A dual dual core Opteron could match the G5.

However, Windows sucks at multitasking so bad the G5 would feel faster :D
 
~loserman~ said:
Well actually Power 5 CPU's are about $10k to 15k a pop so I dont see them in apples future.

A 32 processor Power 5(read 16 dual cores) runs about 750k

POWER4 processors are really expensive as well. A stripped down POWER5 would make the G6, not a normal POWER5.
 
Wow, this would be great! This would give the PowerMac line a serious performance boost. Can't wait to see what happens with this!
 
~loserman~ said:
This should not come as a surprise to anyone This chip has already made its way into Xbox prototypes and the Xbox 2 is suppose to arrive in Sept...

Actually, I'm pretty certain that you are incorrect. The XBox 2 won't use the dual-core 970MP. The last I heard the XBox 2 was going to use a three-core POWER derivative (from IBM). Most people seem to believe that the XBox 2 processor will be more similar to the simplified POWER core that will be used as the master control processor in Sony's and IBM's Cell-based processor (for the Playstation 3). Microsoft decided to use three of these cores, while Sony decided to use one and combine that with eight highly specialized (but simplified) vector processing units. The vector units don't do much more than "crunch" numbers, they aren't general purpose processors or cores.
 
new powerbook g5s! not anytime soon!

look face the facts, apple is sucessful not because of the hardware or even the software its the marketing. Their is no way in hell a powerbook g5 will be coming unless they started phasing out the ibooks to prepare for some g5 ultimate line. The thing is apple will milk the new powerbooks til all their worth and sales start to dip. It only makes sense, if you can retain acceptable sales of your current hardware there is no need to up and create a new revision. Besides if anything is going to happen in realtion to the g5 its going to be a powermac.

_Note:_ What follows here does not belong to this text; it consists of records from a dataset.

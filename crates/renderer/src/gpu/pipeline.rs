use anyhow::{anyhow, Result};

use crate::binding::ProgramBinding;
use crate::compile::{compile_fragment_shader, compile_vertex_shader};
use crate::uniforms::{UniformLayout, UniformState};

/// Compiled render pipeline plus the uniform buffer laid out for its block.
pub struct QuadPipeline {
    name: String,
    pipeline: wgpu::RenderPipeline,
    uniform_buffer: wgpu::Buffer,
    bind_group: wgpu::BindGroup,
    layout: UniformLayout,
}

impl QuadPipeline {
    pub(crate) fn new(
        device: &wgpu::Device,
        surface_format: wgpu::TextureFormat,
        program: &ProgramBinding,
    ) -> Result<Self> {
        let layout = UniformLayout::new(&program.uniforms);
        let vertex_module = compile_vertex_shader(device, &program.name, &program.vertex_source)?;
        let fragment_module =
            compile_fragment_shader(device, &program.name, &program.fragment_source, &layout)?;

        let uniform_layout = device.create_bind_group_layout(&wgpu::BindGroupLayoutDescriptor {
            label: Some("uniform layout"),
            entries: &[wgpu::BindGroupLayoutEntry {
                binding: 0,
                visibility: wgpu::ShaderStages::VERTEX_FRAGMENT,
                ty: wgpu::BindingType::Buffer {
                    ty: wgpu::BufferBindingType::Uniform,
                    has_dynamic_offset: false,
                    min_binding_size: None,
                },
                count: None,
            }],
        });
        let uniform_buffer = device.create_buffer(&wgpu::BufferDescriptor {
            label: Some("uniform buffer"),
            size: layout.size() as u64,
            usage: wgpu::BufferUsages::UNIFORM | wgpu::BufferUsages::COPY_DST,
            mapped_at_creation: false,
        });
        let bind_group = device.create_bind_group(&wgpu::BindGroupDescriptor {
            label: Some("uniform bind group"),
            layout: &uniform_layout,
            entries: &[wgpu::BindGroupEntry {
                binding: 0,
                resource: uniform_buffer.as_entire_binding(),
            }],
        });

        let pipeline_layout = device.create_pipeline_layout(&wgpu::PipelineLayoutDescriptor {
            label: Some("quad pipeline layout"),
            bind_group_layouts: &[&uniform_layout],
            push_constant_ranges: &[],
        });

        device.push_error_scope(wgpu::ErrorFilter::Validation);
        let pipeline = device.create_render_pipeline(&wgpu::RenderPipelineDescriptor {
            label: Some("quad pipeline"),
            layout: Some(&pipeline_layout),
            vertex: wgpu::VertexState {
                module: &vertex_module,
                entry_point: Some("main"),
                buffers: &[],
                compilation_options: wgpu::PipelineCompilationOptions::default(),
            },
            primitive: wgpu::PrimitiveState {
                topology: wgpu::PrimitiveTopology::TriangleList,
                strip_index_format: None,
                front_face: wgpu::FrontFace::Ccw,
                cull_mode: None,
                polygon_mode: wgpu::PolygonMode::Fill,
                unclipped_depth: false,
                conservative: false,
            },
            depth_stencil: None,
            multisample: wgpu::MultisampleState::default(),
            fragment: Some(wgpu::FragmentState {
                module: &fragment_module,
                entry_point: Some("main"),
                targets: &[Some(wgpu::ColorTargetState {
                    format: surface_format,
                    blend: Some(wgpu::BlendState::REPLACE),
                    write_mask: wgpu::ColorWrites::ALL,
                })],
                compilation_options: wgpu::PipelineCompilationOptions::default(),
            }),
            multiview: None,
            cache: None,
        });
        if let Some(err) = pollster::block_on(device.pop_error_scope()) {
            return Err(anyhow!("failed to link pipeline for '{}': {err}", program.name));
        }

        Ok(Self {
            name: program.name.clone(),
            pipeline,
            uniform_buffer,
            bind_group,
            layout,
        })
    }

    pub fn name(&self) -> &str {
        &self.name
    }

    pub(crate) fn write_uniforms(&self, queue: &wgpu::Queue, state: &UniformState) {
        let words = self.layout.pack(state);
        queue.write_buffer(&self.uniform_buffer, 0, bytemuck::cast_slice(&words));
    }

    /// Records the six-vertex quad draw into `pass`.
    pub(crate) fn record(&self, pass: &mut wgpu::RenderPass<'_>) {
        pass.set_pipeline(&self.pipeline);
        pass.set_bind_group(0, &self.bind_group, &[]);
        pass.draw(0..6, 0..1);
    }
}
use std::time::{Duration, Instant};

use tracing::debug;

/// Rolling frames-per-second counter for animated ticks.
#[derive(Debug, Clone)]
pub struct FrameStats {
    frame_count: u64,
    last_update: Option<Instant>,
    frames_since_update: u32,
    frames_per_second: f32,
}

impl FrameStats {
    pub fn new() -> Self {
        Self {
            frame_count: 0,
            last_update: None,
            frames_since_update: 0,
            frames_per_second: 0.0,
        }
    }

    /// Counts one animated frame and logs a summary roughly once a second.
    pub fn record(&mut self, now: Instant, elapsed_time: f64) {
        self.frame_count += 1;
        self.frames_since_update += 1;
        let Some(last) = self.last_update else {
            self.last_update = Some(now);
            return;
        };
        let since = now.saturating_duration_since(last);
        if since >= Duration::from_secs(1) {
            self.frames_per_second = self.frames_since_update as f32 / since.as_secs_f32();
            self.frames_since_update = 0;
            self.last_update = Some(now);
            debug!(
                fps = self.frames_per_second.round(),
                frame_count = self.frame_count,
                time = elapsed_time,
                "render stats"
            );
        }
    }

    /// Forgets the current measurement window; called when the loop restarts.
    pub fn reset_window(&mut self) {
        self.last_update = None;
        self.frames_since_update = 0;
    }

    pub fn frame_count(&self) -> u64 {
        self.frame_count
    }

    pub fn frames_per_second(&self) -> f32 {
        self.frames_per_second
    }
}

impl Default for FrameStats {
    fn default() -> Self {
        Self::new()
    }
}

#[cfg(test)]
mod tests {
    use super::*;

    #[test]
    fn computes_rate_after_one_second() {
        let mut stats = FrameStats::new();
        let start = Instant::now();
        stats.record(start, 0.0);
        for i in 1..=60 {
            stats.record(start + Duration::from_millis(i * 1000 / 60), 0.0);
        }
        assert_eq!(stats.frame_count(), 61);
        assert!((stats.frames_per_second() - 60.0).abs() < 1.5);
    }
}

From the PR side of things it would be a bad disatvantage to apple if they didn't have dual core ready while the average consumer will just take a look at the intel/amd ridden market for this elusive "DUAL CORE TECHNOLOGY" (which they wont fully comprehend". If you look at steves situation, if he releases by april 15th which i think he will hes going to need some big guns for the developers conference. The powermac will be a big step in this corner along when compared to a two button mouse ( which is the dumbest argument to not get a mac and the dumbest thing to be posting as importatnt news considering users are not confined to using the standard one button mouse). Asteriod and the other applicatons we have been hearing will also be thrown into the mix. Steve at conferences is not a buisness man but a entertainer and presenter, keep that in mind. DUAL CORE POWERMACS WILL BE AT DEVELOPER CONFERENCE I GAURANTEE IT!